Igualmente se busca a redução da complexidade quando ocorrem os acoplamentos estruturais entre dois ou mais sistemas parciais, e tais acoplamentos não devem ser entendidos como fusão, mas sim como realização de uma correspondência de certo evento que chama a atenção de mais de um dos sistemas parciais.

O acoplamento é importante para o sistema conservar a sua capacidade de autopoiesis, uma vez que é obrigatório para ele abrir-se, em alguns momentos, interrompendo, ainda que momentaneamente, a sua clausura natural.17

Da mesma forma quando o ambiente irrita o sistema e o perturba compelindo-o a abrir-se aos elementos do ambiente que são selecionados por ele, essa abertura do processo autopoiético necessita reduzir a carga de complexidade desses elementos, sem o que, o sistema pode vir a ser profundamente abalado em sua capacidade de auto-reprodução.

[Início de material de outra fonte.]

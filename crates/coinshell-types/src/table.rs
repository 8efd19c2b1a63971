//! Tabular results produced by every command.

use chrono::{DateTime, NaiveDate, Utc};
use serde_json::Value;
use std::cmp::Ordering;

use crate::{CoinshellError, Result};

/// A single heterogeneous table value.
#[derive(Debug, Clone, PartialEq, Default)]
pub enum Cell {
    /// Missing value.
    #[default]
    Empty,
    /// Boolean flag.
    Bool(bool),
    /// Integer value.
    Int(i64),
    /// Floating point value.
    Float(f64),
    /// Free text.
    Text(String),
    /// Point in time (UTC).
    Date(DateTime<Utc>),
}

impl Cell {
    /// Creates a text cell.
    #[must_use]
    pub fn text(value: impl Into<String>) -> Self {
        Self::Text(value.into())
    }

    /// Converts a JSON value into a cell.
    ///
    /// Strings holding RFC 3339 timestamps become dates, arrays of scalars are
    /// joined with commas, and nested objects are kept as compact JSON text.
    #[must_use]
    pub fn from_json(value: &Value) -> Self {
        match value {
            Value::Null => Self::Empty,
            Value::Bool(b) => Self::Bool(*b),
            Value::Number(n) => n
                .as_i64()
                .map(Self::Int)
                .or_else(|| n.as_f64().map(Self::Float))
                .unwrap_or(Self::Empty),
            Value::String(s) if s.trim().is_empty() => Self::Empty,
            Value::String(s) => parse_date(s).map_or_else(|| Self::Text(s.clone()), Self::Date),
            Value::Array(items) => {
                let parts: Vec<String> = items
                    .iter()
                    .map(|item| match item {
                        Value::String(s) => s.clone(),
                        other => other.to_string(),
                    })
                    .filter(|s| !s.is_empty())
                    .collect();
                if parts.is_empty() {
                    Self::Empty
                } else {
                    Self::Text(parts.join(", "))
                }
            }
            Value::Object(_) => Self::Text(value.to_string()),
        }
    }

    /// Infers a typed cell from scraped or stringly-typed text.
    ///
    /// Currency signs, thousands separators and trailing percent signs are
    /// stripped before numeric parsing; placeholders such as `?`, `-` and
    /// `N/A` become [`Cell::Empty`].
    #[must_use]
    pub fn infer(raw: &str) -> Self {
        let trimmed = raw.trim();
        if matches!(trimmed, "" | "?" | "-" | "N/A" | "n/a") {
            return Self::Empty;
        }

        let numeric: String = trimmed
            .trim_start_matches('$')
            .trim_end_matches('%')
            .chars()
            .filter(|c| *c != ',')
            .collect();
        if let Ok(i) = numeric.parse::<i64>() {
            return Self::Int(i);
        }
        if let Ok(f) = numeric.parse::<f64>()
            && f.is_finite()
        {
            return Self::Float(f);
        }

        parse_date(trimmed).map_or_else(|| Self::Text(trimmed.to_string()), Self::Date)
    }

    /// Returns the value as `f64` when the cell is numeric.
    #[must_use]
    pub fn as_f64(&self) -> Option<f64> {
        match self {
            Self::Int(i) => Some(*i as f64),
            Self::Float(f) => Some(*f),
            _ => None,
        }
    }

    /// Returns the text when the cell holds text.
    #[must_use]
    pub fn as_str(&self) -> Option<&str> {
        match self {
            Self::Text(s) => Some(s),
            _ => None,
        }
    }

    /// Returns true for [`Cell::Empty`].
    #[must_use]
    pub const fn is_empty(&self) -> bool {
        matches!(self, Self::Empty)
    }

    /// Converts the cell back to JSON.
    #[must_use]
    pub fn to_json(&self) -> Value {
        match self {
            Self::Empty => Value::Null,
            Self::Bool(b) => Value::Bool(*b),
            Self::Int(i) => Value::from(*i),
            Self::Float(f) => serde_json::Number::from_f64(*f).map_or(Value::Null, Value::Number),
            Self::Text(s) => Value::String(s.clone()),
            Self::Date(d) => Value::String(d.to_rfc3339()),
        }
    }

    /// Total ordering used for sorting.
    ///
    /// Numbers always compare as `f64`, so integer and float storage mix
    /// without breaking transitivity.
    /// Different kinds order as bool < number < date < text < empty.
    #[must_use]
    pub fn compare(&self, other: &Self) -> Ordering {
        match (self, other) {
            (Self::Bool(a), Self::Bool(b)) => a.cmp(b),
            (Self::Date(a), Self::Date(b)) => a.cmp(b),
            (Self::Text(a), Self::Text(b)) => a
                .to_lowercase()
                .cmp(&b.to_lowercase())
                .then_with(|| a.cmp(b)),
            (Self::Empty, Self::Empty) => Ordering::Equal,
            (a, b) => match (a.as_f64(), b.as_f64()) {
                (Some(x), Some(y)) => x.total_cmp(&y),
                _ => a.kind_rank().cmp(&b.kind_rank()),
            },
        }
    }

    const fn kind_rank(&self) -> u8 {
        match self {
            Self::Bool(_) => 0,
            Self::Int(_) | Self::Float(_) => 1,
            Self::Date(_) => 2,
            Self::Text(_) => 3,
            Self::Empty => 4,
        }
    }
}

impl std::fmt::Display for Cell {
    fn fmt(&self, f: &mut std::fmt::Formatter<'_>) -> std::fmt::Result {
        match self {
            Self::Empty => Ok(()),
            Self::Bool(b) => write!(f, "{b}"),
            Self::Int(i) => write!(f, "{i}"),
            Self::Float(x) => write!(f, "{x}"),
            Self::Text(s) => write!(f, "{s}"),
            Self::Date(d) => write!(f, "{}", d.format("%Y-%m-%d %H:%M")),
        }
    }
}

impl From<&str> for Cell {
    fn from(value: &str) -> Self {
        Self::Text(value.to_string())
    }
}

impl From<String> for Cell {
    fn from(value: String) -> Self {
        Self::Text(value)
    }
}

impl From<f64> for Cell {
    fn from(value: f64) -> Self {
        Self::Float(value)
    }
}

impl From<i64> for Cell {
    fn from(value: i64) -> Self {
        Self::Int(value)
    }
}

impl From<DateTime<Utc>> for Cell {
    fn from(value: DateTime<Utc>) -> Self {
        Self::Date(value)
    }
}

impl<T: Into<Self>> From<Option<T>> for Cell {
    fn from(value: Option<T>) -> Self {
        value.map_or(Self::Empty, Into::into)
    }
}

fn parse_date(s: &str) -> Option<DateTime<Utc>> {
    if let Ok(dt) = DateTime::parse_from_rfc3339(s) {
        return Some(dt.with_timezone(&Utc));
    }
    NaiveDate::parse_from_str(s, "%Y-%m-%d")
        .ok()
        .and_then(|d| d.and_hms_opt(0, 0, 0))
        .map(|dt| dt.and_utc())
}

/// An ordered set of named columns with rows of [`Cell`] values.
///
/// Every row always has exactly one cell per column.
#[derive(Debug, Clone, PartialEq, Default)]
pub struct Table {
    columns: Vec<String>,
    rows: Vec<Vec<Cell>>,
}

impl Table {
    /// Creates an empty table with the given column names.
    #[must_use]
    pub fn new<I, S>(columns: I) -> Self
    where
        I: IntoIterator<Item = S>,
        S: Into<String>,
    {
        Self {
            columns: columns.into_iter().map(Into::into).collect(),
            rows: Vec::new(),
        }
    }

    /// Creates a two-column `Metric` / `Value` table.
    #[must_use]
    pub fn key_value<I, K>(pairs: I) -> Self
    where
        I: IntoIterator<Item = (K, Cell)>,
        K: Into<String>,
    {
        let mut table = Self::new(["Metric", "Value"]);
        for (key, value) in pairs {
            table.push_row(vec![Cell::Text(key.into()), value]);
        }
        table
    }

    /// Appends a row, padding with empty cells or dropping extra cells so the
    /// row matches the column count.
    pub fn push_row(&mut self, mut row: Vec<Cell>) {
        row.resize(self.columns.len(), Cell::Empty);
        self.rows.push(row);
    }

    /// Returns the column names.
    #[must_use]
    pub fn columns(&self) -> &[String] {
        &self.columns
    }

    /// Returns the rows.
    #[must_use]
    pub fn rows(&self) -> &[Vec<Cell>] {
        &self.rows
    }

    /// Returns the number of rows.
    #[must_use]
    pub fn len(&self) -> usize {
        self.rows.len()
    }

    /// Returns true if the table has no rows.
    #[must_use]
    pub fn is_empty(&self) -> bool {
        self.rows.is_empty()
    }

    /// Looks up a column index by name (case-insensitive).
    #[must_use]
    pub fn column_index(&self, name: &str) -> Option<usize> {
        self.columns
            .iter()
            .position(|c| c.eq_ignore_ascii_case(name))
    }

    /// Stable-sorts the rows by the named column.
    ///
    /// With `descending` the comparator is inverted, so for a column of unique
    /// values the two orders are exact reverses of each other.
    ///
    /// # Errors
    ///
    /// Returns an error if the column does not exist.
    pub fn sort_by_column(&mut self, name: &str, descending: bool) -> Result<()> {
        let idx = self.require_column(name)?;
        self.rows.sort_by(|a, b| {
            let ord = a[idx].compare(&b[idx]);
            if descending { ord.reverse() } else { ord }
        });
        Ok(())
    }

    /// Keeps at most `limit` rows.
    pub fn truncate(&mut self, limit: usize) {
        self.rows.truncate(limit);
    }

    /// Removes a column if it exists. Returns true if a column was removed.
    pub fn drop_column(&mut self, name: &str) -> bool {
        let Some(idx) = self.column_index(name) else {
            return false;
        };
        self.columns.remove(idx);
        for row in &mut self.rows {
            row.remove(idx);
        }
        true
    }

    /// Inserts a leading 1-based `rank` column reflecting the current row order.
    pub fn insert_rank(&mut self) {
        self.columns.insert(0, "rank".to_string());
        for (i, row) in self.rows.iter_mut().enumerate() {
            row.insert(0, Cell::Int(i as i64 + 1));
        }
    }

    /// Reverses the row order.
    pub fn reverse(&mut self) {
        self.rows.reverse();
    }

    fn require_column(&self, name: &str) -> Result<usize> {
        self.column_index(name)
            .ok_or_else(|| CoinshellError::UnknownColumn {
                column: name.to_string(),
                available: self.columns.clone(),
            })
    }
}

#[cfg(test)]
mod tests {
    use super::*;
    use serde_json::json;

    fn sample_table() -> Table {
        let mut table = Table::new(["name", "price", "change"]);
        table.push_row(vec!["Bitcoin".into(), Cell::Float(42_000.0), Cell::Float(1.5)]);
        table.push_row(vec!["Ethereum".into(), Cell::Int(2_200), Cell::Float(-0.4)]);
        table.push_row(vec!["Solana".into(), Cell::Float(98.5), Cell::Empty]);
        table.push_row(vec!["Cardano".into(), Cell::Float(0.52), Cell::Float(3.1)]);
        table
    }

    fn names(table: &Table) -> Vec<String> {
        table.rows().iter().map(|r| r[0].to_string()).collect()
    }

    #[test]
    fn test_push_row_pads_and_truncates() {
        let mut table = Table::new(["a", "b"]);
        table.push_row(vec![Cell::Int(1)]);
        table.push_row(vec![Cell::Int(1), Cell::Int(2), Cell::Int(3)]);
        assert!(table.rows().iter().all(|r| r.len() == 2));
        assert_eq!(table.rows()[0][1], Cell::Empty);
    }

    #[test]
    fn test_sort_mixed_numeric_storage() {
        let mut table = sample_table();
        table.sort_by_column("price", false).unwrap();
        assert_eq!(names(&table), ["Cardano", "Solana", "Ethereum", "Bitcoin"]);
    }

    #[test]
    fn test_descending_is_exact_reverse_for_unique_keys() {
        let mut asc = sample_table();
        let mut desc = sample_table();
        asc.sort_by_column("name", false).unwrap();
        desc.sort_by_column("name", true).unwrap();

        let mut reversed = names(&desc);
        reversed.reverse();
        assert_eq!(names(&asc), reversed);
    }

    #[test]
    fn test_empty_cells_sort_last_ascending() {
        let mut table = sample_table();
        table.sort_by_column("change", false).unwrap();
        assert_eq!(names(&table).last().map(String::as_str), Some("Solana"));
    }

    #[test]
    fn test_sort_is_stable() {
        let mut table = Table::new(["group", "id"]);
        for (group, id) in [("b", 1), ("a", 2), ("b", 3), ("a", 4)] {
            table.push_row(vec![group.into(), Cell::Int(id)]);
        }
        table.sort_by_column("group", false).unwrap();
        let ids: Vec<_> = table.rows().iter().map(|r| r[1].clone()).collect();
        assert_eq!(ids, [Cell::Int(2), Cell::Int(4), Cell::Int(1), Cell::Int(3)]);
    }

    #[test]
    fn test_unknown_sort_column() {
        let mut table = sample_table();
        let err = table.sort_by_column("volume", false).unwrap_err();
        assert!(matches!(err, CoinshellError::UnknownColumn { .. }));
        assert!(err.to_string().contains("name, price, change"));
    }

    #[test]
    fn test_truncate_larger_than_len_keeps_all() {
        let mut table = sample_table();
        table.truncate(100);
        assert_eq!(table.len(), 4);
        table.truncate(2);
        assert_eq!(table.len(), 2);
    }

    #[test]
    fn test_drop_and_rank() {
        let mut table = sample_table();
        assert!(table.drop_column("CHANGE"));
        assert!(!table.drop_column("change"));
        table.insert_rank();
        assert_eq!(table.columns(), ["rank", "name", "price"]);
        assert_eq!(table.rows()[3][0], Cell::Int(4));
    }

    #[test]
    fn test_cell_from_json() {
        assert_eq!(Cell::from_json(&json!(null)), Cell::Empty);
        assert_eq!(Cell::from_json(&json!(5)), Cell::Int(5));
        assert_eq!(Cell::from_json(&json!(2.5)), Cell::Float(2.5));
        assert_eq!(Cell::from_json(&json!(["a", "", "b"])), Cell::text("a, b"));
        assert!(matches!(
            Cell::from_json(&json!("2021-11-10T14:24:11.849Z")),
            Cell::Date(_)
        ));
    }

    #[test]
    fn test_cell_infer() {
        assert_eq!(Cell::infer("$1,234"), Cell::Int(1234));
        assert_eq!(Cell::infer(" 12.5% "), Cell::Float(12.5));
        assert_eq!(Cell::infer("?"), Cell::Empty);
        assert_eq!(Cell::infer("Uniswap (v3)"), Cell::text("Uniswap (v3)"));
        assert!(matches!(Cell::infer("2024-01-05"), Cell::Date(_)));
    }

    #[test]
    fn test_large_ints_compare_consistently_with_floats() {
        let big = 1_i64 << 53;
        let a = Cell::Int(big);
        let b = Cell::Int(big + 1);
        let c = Cell::Float(big as f64);
        // a == c and b == c under f64, so a and b must tie as well
        assert_eq!(a.compare(&c), Ordering::Equal);
        assert_eq!(b.compare(&c), Ordering::Equal);
        assert_eq!(a.compare(&b), Ordering::Equal);

        let mut table = Table::new(["n"]);
        for cell in [b, c, a, Cell::Int(1), Cell::Float(0.5)] {
            table.push_row(vec![cell]);
        }
        table.sort_by_column("n", false).unwrap();
        assert_eq!(table.rows()[0][0], Cell::Float(0.5));
        assert_eq!(table.rows()[1][0], Cell::Int(1));
    }

    #[test]
    fn test_reverse_keeps_columns() {
        let mut table = sample_table();
        table.reverse();
        assert_eq!(names(&table), ["Cardano", "Solana", "Ethereum", "Bitcoin"]);
        assert_eq!(table.columns(), ["name", "price", "change"]);
    }
}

Ao selecionar os elementos de fora do sistema e que serão englobados por ele, se observa que esses acontecem, não no limite da auto-reprodução, mas naquele resíduo estrutural que se conserva presente nos sistemas.

Para que essa presença não pese sobre os sistemas, se busca com o processo de diferenciação e de seleção/codificação, reduzir a carga de complexidade carregada por eles, para não afetar, igualmente, a capacidade mesma do sistema em manter a sua evolução.

O sistema parcial do direito, por conseguinte, deve ser concebido como um daqueles sistemas que tem como necessidade operacional, reduzir toda e qualquer complexidade que advenha do ambiente, e para que isso ocorra, ele deve suportar a tensão entre a emergência da expectativa e o inconstante e imprevisível risco da decepção, originada pela primeira.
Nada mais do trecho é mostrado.